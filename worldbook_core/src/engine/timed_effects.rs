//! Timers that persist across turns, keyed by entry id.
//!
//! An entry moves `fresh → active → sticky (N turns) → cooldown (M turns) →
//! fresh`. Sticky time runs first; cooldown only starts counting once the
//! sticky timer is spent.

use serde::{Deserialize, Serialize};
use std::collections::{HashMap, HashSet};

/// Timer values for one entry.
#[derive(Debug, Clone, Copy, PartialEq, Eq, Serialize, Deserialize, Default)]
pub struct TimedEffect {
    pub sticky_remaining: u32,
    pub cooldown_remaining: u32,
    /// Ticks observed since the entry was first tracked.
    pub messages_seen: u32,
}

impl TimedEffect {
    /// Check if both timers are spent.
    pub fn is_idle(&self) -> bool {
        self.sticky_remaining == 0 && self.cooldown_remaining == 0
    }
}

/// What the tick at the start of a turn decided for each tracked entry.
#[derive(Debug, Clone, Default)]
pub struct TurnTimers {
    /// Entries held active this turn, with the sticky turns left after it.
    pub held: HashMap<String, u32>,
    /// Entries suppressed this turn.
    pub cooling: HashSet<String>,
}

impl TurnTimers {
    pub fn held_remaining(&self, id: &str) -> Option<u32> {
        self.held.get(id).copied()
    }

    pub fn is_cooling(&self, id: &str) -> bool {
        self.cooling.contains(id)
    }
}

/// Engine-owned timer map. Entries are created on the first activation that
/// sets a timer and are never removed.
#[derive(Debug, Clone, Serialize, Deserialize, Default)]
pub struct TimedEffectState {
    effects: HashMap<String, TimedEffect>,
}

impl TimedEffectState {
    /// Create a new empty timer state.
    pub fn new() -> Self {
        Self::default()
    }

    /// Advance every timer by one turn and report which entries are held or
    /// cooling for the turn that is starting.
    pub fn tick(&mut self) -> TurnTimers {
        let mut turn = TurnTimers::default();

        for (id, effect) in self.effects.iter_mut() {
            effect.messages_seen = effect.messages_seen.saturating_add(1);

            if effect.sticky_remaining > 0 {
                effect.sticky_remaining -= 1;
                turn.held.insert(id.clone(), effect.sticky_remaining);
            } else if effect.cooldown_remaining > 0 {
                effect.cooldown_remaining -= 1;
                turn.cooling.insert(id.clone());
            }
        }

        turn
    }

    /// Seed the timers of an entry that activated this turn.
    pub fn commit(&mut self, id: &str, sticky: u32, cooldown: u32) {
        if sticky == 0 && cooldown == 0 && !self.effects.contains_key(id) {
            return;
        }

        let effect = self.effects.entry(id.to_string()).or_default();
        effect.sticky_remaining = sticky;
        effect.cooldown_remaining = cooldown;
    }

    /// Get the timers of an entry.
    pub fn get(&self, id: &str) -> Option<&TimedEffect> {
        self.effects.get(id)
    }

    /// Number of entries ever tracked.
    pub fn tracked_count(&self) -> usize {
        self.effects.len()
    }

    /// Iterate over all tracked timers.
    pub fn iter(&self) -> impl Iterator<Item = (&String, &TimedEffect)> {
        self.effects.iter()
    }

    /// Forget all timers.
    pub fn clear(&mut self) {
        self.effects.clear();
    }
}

...

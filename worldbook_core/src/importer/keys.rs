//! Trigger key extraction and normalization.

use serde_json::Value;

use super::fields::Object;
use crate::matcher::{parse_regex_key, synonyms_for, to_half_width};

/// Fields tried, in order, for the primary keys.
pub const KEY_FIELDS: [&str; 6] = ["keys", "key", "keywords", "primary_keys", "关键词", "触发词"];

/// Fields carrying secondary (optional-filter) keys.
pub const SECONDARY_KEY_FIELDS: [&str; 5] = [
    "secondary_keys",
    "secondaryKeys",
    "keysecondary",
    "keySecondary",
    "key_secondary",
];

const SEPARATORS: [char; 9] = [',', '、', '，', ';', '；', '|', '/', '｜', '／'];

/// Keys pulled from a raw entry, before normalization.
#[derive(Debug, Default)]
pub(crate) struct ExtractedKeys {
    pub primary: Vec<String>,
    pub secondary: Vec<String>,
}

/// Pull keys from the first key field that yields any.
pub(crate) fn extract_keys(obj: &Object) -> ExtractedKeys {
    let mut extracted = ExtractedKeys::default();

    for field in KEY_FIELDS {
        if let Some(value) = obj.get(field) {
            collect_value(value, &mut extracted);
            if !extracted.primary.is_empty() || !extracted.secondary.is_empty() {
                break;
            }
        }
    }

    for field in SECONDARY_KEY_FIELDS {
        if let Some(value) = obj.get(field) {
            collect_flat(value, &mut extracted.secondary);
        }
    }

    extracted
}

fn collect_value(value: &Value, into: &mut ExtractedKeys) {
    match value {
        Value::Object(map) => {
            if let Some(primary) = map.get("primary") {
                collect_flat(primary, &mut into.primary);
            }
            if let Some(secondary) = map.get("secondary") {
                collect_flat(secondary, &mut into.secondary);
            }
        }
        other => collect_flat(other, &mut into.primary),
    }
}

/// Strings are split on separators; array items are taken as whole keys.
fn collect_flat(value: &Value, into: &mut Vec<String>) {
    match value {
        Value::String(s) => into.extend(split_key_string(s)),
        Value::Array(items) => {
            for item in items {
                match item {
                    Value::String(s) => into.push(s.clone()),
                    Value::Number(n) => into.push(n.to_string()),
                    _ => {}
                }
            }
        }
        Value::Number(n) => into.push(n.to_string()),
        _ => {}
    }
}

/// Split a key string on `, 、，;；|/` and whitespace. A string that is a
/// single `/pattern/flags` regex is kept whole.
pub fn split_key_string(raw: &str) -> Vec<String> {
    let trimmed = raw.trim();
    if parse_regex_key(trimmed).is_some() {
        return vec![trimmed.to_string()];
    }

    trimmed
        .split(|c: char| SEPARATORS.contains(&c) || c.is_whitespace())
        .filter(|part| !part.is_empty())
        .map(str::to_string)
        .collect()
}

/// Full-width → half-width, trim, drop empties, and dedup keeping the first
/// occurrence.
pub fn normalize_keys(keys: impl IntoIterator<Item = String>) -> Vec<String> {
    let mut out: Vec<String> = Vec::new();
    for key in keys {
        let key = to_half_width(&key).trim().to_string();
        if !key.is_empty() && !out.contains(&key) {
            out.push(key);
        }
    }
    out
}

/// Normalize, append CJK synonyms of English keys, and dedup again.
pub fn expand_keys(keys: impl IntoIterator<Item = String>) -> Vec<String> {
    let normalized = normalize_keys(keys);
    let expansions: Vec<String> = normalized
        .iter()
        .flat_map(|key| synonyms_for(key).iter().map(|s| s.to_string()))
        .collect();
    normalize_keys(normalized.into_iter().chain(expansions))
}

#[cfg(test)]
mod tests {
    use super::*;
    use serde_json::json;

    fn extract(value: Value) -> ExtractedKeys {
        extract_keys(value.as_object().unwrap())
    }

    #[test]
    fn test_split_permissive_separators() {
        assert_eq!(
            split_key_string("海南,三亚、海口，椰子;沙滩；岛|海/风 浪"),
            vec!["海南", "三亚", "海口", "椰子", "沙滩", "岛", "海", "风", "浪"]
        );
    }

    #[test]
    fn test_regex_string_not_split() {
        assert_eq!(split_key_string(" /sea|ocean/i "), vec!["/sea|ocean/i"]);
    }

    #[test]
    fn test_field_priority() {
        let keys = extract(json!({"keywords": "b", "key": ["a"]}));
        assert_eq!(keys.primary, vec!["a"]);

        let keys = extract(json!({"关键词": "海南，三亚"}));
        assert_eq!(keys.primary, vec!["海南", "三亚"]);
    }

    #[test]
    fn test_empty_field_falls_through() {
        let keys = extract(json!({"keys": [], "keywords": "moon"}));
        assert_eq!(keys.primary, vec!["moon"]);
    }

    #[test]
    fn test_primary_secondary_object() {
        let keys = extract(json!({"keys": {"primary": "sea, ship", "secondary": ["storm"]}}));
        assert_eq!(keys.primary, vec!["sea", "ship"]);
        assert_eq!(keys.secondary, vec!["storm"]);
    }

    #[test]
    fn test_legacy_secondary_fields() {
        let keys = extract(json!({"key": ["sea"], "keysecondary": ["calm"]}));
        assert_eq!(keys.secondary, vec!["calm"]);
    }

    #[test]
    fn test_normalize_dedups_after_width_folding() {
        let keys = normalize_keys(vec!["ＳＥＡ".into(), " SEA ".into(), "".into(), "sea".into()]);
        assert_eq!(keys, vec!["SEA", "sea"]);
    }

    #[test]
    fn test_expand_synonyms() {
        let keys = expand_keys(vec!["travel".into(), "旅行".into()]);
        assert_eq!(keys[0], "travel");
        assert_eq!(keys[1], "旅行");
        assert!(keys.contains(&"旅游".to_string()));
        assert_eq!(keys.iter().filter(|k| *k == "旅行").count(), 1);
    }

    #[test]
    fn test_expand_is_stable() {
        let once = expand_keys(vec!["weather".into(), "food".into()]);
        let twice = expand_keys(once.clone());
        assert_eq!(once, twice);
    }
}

> **TASK DETAILS**: Out of the data above, set down the lines from the one with "filename worldbook_core/src/engine/timed_effects.rs" to the one with "let mut turn = TurnTimers::default();", both included, exactly as written and with no additions.

> **WRITTEN SOLUTION**:
filename worldbook_core/src/engine/timed_effects.rs
//! Timers that persist across turns, keyed by entry id.
//!
//! An entry moves `fresh → active → sticky (N turns) → cooldown (M turns) →
//! fresh`. Sticky time runs first; cooldown only starts counting once the
//! sticky timer is spent.

use serde::{Deserialize, Serialize};
use std::collections::{HashMap, HashSet};

/// Timer values for one entry.
#[derive(Debug, Clone, Copy, PartialEq, Eq, Serialize, Deserialize, Default)]
pub struct TimedEffect {
    pub sticky_remaining: u32,
    pub cooldown_remaining: u32,
    /// Ticks observed since the entry was first tracked.
    pub messages_seen: u32,
}

impl TimedEffect {
    /// Check if both timers are spent.
    pub fn is_idle(&self) -> bool {
        self.sticky_remaining == 0 && self.cooldown_remaining == 0
    }
}

/// What the tick at the start of a turn decided for each tracked entry.
#[derive(Debug, Clone, Default)]
pub struct TurnTimers {
    /// Entries held active this turn, with the sticky turns left after it.
    pub held: HashMap<String, u32>,
    /// Entries suppressed this turn.
    pub cooling: HashSet<String>,
}

impl TurnTimers {
    pub fn held_remaining(&self, id: &str) -> Option<u32> {
        self.held.get(id).copied()
    }

    pub fn is_cooling(&self, id: &str) -> bool {
        self.cooling.contains(id)
    }
}

/// Engine-owned timer map. Entries are created on the first activation that
/// sets a timer and are never removed.
#[derive(Debug, Clone, Serialize, Deserialize, Default)]
pub struct TimedEffectState {
    effects: HashMap<String, TimedEffect>,
}

impl TimedEffectState {
    /// Create a new empty timer state.
    pub fn new() -> Self {
        Self::default()
    }

    /// Advance every timer by one turn and report which entries are held or
    /// cooling for the turn that is starting.
    pub fn tick(&mut self) -> TurnTimers {
        let mut turn = TurnTimers::default();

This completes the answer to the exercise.